:: SOURCE DATA

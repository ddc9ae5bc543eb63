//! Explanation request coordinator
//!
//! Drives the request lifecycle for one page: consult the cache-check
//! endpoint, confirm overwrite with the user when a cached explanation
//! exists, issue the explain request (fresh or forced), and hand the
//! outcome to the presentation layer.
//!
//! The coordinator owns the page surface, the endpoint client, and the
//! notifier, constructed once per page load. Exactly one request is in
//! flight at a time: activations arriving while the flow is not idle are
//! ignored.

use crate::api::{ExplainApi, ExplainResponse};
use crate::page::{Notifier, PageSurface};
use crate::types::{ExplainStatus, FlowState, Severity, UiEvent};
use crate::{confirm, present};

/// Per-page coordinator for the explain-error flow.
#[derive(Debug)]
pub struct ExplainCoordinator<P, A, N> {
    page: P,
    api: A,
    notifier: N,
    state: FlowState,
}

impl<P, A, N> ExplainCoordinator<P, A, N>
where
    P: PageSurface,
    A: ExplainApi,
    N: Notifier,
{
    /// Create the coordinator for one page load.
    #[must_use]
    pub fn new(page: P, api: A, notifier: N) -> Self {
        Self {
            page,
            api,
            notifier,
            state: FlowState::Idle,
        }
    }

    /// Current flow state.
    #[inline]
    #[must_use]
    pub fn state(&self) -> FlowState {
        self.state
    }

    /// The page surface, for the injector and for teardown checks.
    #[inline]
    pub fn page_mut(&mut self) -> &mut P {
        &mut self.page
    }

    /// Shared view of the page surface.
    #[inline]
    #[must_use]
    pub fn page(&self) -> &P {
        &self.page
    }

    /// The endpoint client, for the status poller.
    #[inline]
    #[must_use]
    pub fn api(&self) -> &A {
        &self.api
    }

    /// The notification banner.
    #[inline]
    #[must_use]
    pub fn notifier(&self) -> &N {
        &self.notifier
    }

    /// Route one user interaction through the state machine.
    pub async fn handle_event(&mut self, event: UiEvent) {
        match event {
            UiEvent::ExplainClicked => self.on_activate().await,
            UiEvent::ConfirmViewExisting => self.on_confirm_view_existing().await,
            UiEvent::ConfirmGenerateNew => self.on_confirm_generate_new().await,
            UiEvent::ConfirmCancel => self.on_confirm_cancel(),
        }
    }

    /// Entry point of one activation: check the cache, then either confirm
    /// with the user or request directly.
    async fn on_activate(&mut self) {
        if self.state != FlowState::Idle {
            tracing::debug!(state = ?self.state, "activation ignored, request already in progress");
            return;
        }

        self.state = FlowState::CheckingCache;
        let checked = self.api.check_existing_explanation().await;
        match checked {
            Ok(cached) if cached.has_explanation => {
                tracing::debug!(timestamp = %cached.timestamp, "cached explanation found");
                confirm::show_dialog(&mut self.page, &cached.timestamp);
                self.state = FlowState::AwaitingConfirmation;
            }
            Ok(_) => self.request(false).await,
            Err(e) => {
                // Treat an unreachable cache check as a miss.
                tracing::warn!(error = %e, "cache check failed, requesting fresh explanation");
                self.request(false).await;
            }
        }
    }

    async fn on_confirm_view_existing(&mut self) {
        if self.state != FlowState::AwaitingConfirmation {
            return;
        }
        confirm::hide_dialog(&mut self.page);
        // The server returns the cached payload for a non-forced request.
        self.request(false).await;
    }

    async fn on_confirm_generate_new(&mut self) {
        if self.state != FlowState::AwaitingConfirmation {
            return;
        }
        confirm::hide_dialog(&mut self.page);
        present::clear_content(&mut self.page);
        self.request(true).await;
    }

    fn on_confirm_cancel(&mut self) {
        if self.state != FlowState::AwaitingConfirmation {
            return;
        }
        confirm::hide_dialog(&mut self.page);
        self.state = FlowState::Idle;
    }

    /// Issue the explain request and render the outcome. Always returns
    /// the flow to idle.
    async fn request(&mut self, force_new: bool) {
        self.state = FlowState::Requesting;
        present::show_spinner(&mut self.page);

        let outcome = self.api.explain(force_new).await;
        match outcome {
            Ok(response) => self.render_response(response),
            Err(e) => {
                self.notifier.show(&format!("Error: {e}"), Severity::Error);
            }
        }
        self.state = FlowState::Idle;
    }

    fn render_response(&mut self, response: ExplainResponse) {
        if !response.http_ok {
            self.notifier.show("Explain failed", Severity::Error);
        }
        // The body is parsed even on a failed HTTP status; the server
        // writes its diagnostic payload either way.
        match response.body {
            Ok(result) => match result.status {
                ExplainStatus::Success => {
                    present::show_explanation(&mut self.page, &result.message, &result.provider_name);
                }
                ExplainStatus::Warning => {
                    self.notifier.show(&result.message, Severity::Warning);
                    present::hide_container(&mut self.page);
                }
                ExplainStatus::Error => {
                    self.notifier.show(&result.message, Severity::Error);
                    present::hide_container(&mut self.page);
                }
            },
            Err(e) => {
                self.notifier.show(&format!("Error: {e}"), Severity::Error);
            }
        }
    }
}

::::
:: SOURCE DATA

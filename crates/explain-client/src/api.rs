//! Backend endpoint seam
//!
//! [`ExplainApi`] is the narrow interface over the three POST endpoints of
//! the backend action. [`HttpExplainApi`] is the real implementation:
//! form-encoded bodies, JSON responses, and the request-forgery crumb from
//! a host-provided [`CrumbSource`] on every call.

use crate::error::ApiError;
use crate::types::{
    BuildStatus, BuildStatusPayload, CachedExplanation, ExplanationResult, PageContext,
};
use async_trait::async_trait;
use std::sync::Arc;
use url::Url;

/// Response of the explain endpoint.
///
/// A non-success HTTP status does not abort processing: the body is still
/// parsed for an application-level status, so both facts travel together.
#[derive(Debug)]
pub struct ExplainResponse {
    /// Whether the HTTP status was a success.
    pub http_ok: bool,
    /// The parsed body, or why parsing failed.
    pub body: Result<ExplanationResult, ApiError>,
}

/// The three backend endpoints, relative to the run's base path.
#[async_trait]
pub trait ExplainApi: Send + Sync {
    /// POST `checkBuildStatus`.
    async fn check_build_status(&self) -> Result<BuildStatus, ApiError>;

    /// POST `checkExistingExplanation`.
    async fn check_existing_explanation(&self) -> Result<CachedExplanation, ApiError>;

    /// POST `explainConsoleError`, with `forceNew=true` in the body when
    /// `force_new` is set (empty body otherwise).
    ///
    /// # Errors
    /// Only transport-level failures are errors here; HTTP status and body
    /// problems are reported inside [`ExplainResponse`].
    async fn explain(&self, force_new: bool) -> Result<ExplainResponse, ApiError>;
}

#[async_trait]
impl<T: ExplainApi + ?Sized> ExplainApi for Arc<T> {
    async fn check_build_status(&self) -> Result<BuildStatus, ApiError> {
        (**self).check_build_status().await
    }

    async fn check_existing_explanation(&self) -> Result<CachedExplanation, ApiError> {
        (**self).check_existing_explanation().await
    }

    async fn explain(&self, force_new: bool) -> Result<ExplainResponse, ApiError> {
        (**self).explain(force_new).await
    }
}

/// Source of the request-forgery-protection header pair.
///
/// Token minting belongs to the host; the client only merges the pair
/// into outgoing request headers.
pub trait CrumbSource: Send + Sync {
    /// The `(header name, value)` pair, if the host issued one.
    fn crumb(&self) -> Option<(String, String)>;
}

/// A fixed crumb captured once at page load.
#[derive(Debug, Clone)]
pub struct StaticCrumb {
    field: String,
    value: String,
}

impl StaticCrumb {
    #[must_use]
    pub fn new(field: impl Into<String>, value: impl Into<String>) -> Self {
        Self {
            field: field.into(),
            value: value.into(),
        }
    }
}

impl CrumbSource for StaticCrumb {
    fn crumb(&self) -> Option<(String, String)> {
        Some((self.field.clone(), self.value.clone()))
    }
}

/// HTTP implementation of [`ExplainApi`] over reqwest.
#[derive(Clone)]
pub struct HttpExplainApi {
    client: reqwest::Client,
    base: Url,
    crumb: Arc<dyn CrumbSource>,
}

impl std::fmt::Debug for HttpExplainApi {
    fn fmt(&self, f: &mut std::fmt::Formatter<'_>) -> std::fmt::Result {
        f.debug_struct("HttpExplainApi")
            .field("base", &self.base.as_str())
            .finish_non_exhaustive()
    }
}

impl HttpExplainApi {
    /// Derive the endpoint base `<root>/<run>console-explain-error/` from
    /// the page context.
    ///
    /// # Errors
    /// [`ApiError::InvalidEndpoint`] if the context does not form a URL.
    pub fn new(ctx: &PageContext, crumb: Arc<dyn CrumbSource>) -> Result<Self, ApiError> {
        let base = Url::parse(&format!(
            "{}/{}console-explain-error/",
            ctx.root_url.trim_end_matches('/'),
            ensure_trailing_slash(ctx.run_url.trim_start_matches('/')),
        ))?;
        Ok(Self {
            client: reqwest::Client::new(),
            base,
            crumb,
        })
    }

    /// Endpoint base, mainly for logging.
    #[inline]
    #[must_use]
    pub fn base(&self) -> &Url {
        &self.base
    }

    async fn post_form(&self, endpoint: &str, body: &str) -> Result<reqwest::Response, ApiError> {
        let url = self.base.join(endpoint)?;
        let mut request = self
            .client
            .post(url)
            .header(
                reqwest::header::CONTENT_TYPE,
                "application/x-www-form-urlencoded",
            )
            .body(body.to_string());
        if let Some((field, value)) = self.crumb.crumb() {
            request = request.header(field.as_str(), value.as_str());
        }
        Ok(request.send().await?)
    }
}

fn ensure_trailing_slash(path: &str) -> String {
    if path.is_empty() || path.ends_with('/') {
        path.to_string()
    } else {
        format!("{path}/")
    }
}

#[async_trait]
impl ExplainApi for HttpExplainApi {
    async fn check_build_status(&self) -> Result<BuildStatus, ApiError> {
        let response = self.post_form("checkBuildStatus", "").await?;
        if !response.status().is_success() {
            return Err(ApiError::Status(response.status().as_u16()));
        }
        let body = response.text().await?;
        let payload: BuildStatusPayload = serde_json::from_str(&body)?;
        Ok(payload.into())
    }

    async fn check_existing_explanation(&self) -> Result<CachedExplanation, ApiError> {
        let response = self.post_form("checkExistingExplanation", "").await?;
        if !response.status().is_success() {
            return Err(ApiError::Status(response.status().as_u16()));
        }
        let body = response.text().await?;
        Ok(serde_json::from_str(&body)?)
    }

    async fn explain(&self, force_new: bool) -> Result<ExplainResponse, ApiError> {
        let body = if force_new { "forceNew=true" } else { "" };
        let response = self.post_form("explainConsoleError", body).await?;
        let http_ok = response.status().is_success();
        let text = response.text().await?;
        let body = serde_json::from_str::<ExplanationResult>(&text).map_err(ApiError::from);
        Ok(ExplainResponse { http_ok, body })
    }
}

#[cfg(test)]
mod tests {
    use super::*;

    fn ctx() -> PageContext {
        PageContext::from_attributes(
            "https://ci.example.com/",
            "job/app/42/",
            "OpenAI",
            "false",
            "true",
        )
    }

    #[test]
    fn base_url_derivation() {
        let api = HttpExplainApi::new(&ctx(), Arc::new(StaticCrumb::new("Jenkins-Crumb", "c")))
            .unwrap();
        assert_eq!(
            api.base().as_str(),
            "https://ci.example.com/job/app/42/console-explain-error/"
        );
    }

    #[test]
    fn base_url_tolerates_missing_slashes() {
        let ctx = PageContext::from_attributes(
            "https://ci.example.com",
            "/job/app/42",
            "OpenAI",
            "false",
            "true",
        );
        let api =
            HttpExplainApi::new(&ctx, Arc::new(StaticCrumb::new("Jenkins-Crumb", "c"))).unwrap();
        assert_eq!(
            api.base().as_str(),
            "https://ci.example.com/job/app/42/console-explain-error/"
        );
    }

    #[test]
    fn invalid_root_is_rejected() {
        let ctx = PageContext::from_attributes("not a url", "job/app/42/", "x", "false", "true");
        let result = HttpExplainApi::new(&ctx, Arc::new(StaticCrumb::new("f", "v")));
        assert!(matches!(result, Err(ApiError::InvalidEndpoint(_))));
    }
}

::::

Working through the data above, find every line holding "user" and copy it.

### OUTPUT FOR THIS EXERCISE
//! endpoint, confirm overwrite with the user when a cached explanation
    /// Route one user interaction through the state machine.
    /// with the user or request directly.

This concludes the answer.